[Source material — start]
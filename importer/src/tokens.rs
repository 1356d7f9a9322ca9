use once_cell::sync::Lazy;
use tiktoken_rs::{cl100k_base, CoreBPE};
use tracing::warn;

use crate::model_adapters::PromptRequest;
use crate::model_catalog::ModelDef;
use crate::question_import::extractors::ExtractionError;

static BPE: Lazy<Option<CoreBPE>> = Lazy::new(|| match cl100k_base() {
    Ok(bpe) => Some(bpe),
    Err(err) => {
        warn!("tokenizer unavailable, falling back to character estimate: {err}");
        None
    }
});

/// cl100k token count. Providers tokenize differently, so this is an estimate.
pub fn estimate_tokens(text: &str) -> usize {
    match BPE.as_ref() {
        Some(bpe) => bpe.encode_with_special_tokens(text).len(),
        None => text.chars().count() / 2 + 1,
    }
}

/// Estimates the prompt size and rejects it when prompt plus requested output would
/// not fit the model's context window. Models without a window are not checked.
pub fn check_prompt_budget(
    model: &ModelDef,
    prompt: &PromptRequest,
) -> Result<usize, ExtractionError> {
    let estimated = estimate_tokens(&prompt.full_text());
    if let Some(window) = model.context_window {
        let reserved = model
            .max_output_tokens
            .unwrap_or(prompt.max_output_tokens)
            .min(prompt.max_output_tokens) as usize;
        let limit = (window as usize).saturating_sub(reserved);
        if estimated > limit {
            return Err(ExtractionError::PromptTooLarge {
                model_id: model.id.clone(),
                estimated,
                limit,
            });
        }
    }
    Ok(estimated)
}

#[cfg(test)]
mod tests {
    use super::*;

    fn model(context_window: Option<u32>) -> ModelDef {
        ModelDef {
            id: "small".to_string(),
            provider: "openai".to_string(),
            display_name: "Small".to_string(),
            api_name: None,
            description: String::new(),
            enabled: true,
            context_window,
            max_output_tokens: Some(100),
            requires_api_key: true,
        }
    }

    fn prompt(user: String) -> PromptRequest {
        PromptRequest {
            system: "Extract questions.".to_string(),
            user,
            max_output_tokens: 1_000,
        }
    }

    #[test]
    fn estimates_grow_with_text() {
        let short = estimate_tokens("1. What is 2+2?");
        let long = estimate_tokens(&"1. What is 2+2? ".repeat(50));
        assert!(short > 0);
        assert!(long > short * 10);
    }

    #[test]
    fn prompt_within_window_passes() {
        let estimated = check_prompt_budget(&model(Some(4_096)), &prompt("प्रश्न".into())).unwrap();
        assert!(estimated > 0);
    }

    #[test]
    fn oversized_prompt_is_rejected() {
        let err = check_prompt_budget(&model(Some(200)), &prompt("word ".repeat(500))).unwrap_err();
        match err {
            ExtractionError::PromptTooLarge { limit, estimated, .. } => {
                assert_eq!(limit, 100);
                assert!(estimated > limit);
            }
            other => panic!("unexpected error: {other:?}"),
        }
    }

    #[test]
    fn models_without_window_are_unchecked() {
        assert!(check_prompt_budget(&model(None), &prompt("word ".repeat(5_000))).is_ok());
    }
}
[Source material — finish]
[Source material — start]
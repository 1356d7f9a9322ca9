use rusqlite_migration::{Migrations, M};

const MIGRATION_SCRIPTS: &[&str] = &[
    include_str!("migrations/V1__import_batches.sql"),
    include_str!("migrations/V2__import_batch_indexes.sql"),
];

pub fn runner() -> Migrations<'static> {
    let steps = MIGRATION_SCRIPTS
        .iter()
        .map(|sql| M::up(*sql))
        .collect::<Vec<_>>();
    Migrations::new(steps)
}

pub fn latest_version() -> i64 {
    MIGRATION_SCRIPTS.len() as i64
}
[Source material — finish]
◆ Work item ◆
From the records above, transcribe exactly the run of lines that opens with the line holding "filename importer/src/tokens.rs" and closes with the line holding "unavailable, falling back", both included.

◆ Response ◆
filename importer/src/tokens.rs
repository 1356d7f9a9322ca9
use once_cell::sync::Lazy;
use tiktoken_rs::{cl100k_base, CoreBPE};
use tracing::warn;

use crate::model_adapters::PromptRequest;
use crate::model_catalog::ModelDef;
use crate::question_import::extractors::ExtractionError;

static BPE: Lazy<Option<CoreBPE>> = Lazy::new(|| match cl100k_base() {
    Ok(bpe) => Some(bpe),
    Err(err) => {
        warn!("tokenizer unavailable, falling back to character estimate: {err}");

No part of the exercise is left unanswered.